[Exercise] Once you reach the line containing "is a member" in the entries below, write out that line and each one after it down to the line containing "has no members", exactly and with nothing added.
-- Data for the task follows --
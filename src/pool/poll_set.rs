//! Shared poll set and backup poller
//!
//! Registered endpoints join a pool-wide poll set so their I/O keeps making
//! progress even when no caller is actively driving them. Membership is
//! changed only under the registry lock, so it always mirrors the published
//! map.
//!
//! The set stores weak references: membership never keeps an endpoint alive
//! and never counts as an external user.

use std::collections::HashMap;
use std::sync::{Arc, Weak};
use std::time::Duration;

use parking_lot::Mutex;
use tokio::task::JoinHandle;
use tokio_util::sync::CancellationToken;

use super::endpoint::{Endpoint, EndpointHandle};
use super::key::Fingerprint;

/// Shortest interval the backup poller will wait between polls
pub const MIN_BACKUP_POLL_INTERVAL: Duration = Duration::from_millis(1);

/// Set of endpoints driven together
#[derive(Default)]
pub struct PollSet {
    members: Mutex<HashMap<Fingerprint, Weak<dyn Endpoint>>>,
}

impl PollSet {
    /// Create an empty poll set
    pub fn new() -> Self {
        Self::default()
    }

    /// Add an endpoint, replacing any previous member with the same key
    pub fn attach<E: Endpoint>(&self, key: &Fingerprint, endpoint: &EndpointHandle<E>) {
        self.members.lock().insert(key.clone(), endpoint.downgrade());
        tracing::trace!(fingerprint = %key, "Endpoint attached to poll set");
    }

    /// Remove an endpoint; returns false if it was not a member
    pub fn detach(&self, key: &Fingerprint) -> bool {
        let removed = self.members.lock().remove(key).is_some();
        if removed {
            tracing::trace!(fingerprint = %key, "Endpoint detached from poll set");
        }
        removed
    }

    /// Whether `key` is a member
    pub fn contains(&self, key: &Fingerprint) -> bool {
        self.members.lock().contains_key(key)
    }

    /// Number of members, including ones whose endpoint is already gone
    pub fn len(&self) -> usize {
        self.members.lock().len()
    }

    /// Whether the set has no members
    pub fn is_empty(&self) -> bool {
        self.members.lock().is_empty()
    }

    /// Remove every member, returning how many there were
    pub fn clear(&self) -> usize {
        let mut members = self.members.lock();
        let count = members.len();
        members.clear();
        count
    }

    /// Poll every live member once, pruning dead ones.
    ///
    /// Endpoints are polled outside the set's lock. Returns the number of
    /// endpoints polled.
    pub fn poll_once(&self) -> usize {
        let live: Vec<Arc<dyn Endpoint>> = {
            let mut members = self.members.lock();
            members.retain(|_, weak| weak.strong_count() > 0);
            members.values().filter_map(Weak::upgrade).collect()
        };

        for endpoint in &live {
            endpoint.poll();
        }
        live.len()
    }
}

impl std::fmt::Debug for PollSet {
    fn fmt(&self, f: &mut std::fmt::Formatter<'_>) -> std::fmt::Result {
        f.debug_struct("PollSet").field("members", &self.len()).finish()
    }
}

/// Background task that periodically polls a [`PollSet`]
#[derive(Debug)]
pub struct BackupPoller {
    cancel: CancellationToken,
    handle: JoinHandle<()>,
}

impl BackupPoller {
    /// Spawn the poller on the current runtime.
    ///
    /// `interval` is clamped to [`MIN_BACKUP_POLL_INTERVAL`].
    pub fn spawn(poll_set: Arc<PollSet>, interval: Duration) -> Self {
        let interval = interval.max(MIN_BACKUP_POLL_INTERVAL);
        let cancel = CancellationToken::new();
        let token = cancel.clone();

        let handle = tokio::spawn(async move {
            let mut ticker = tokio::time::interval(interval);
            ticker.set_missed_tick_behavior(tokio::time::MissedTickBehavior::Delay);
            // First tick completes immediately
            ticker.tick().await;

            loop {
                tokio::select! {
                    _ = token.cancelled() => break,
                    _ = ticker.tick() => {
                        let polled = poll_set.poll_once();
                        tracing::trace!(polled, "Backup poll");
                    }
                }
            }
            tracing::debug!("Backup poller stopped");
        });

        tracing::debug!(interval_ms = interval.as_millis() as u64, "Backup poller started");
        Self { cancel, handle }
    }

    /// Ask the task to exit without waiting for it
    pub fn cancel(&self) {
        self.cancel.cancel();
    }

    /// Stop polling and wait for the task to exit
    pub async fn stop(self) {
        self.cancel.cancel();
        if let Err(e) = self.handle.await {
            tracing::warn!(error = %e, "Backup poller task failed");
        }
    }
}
-- Data for the task concluded --
[Written solution]
    /// Whether `key` is a member
    pub fn contains(&self, key: &Fingerprint) -> bool {
        self.members.lock().contains_key(key)
    }

    /// Number of members, including ones whose endpoint is already gone
    pub fn len(&self) -> usize {
        self.members.lock().len()
    }

    /// Whether the set has no members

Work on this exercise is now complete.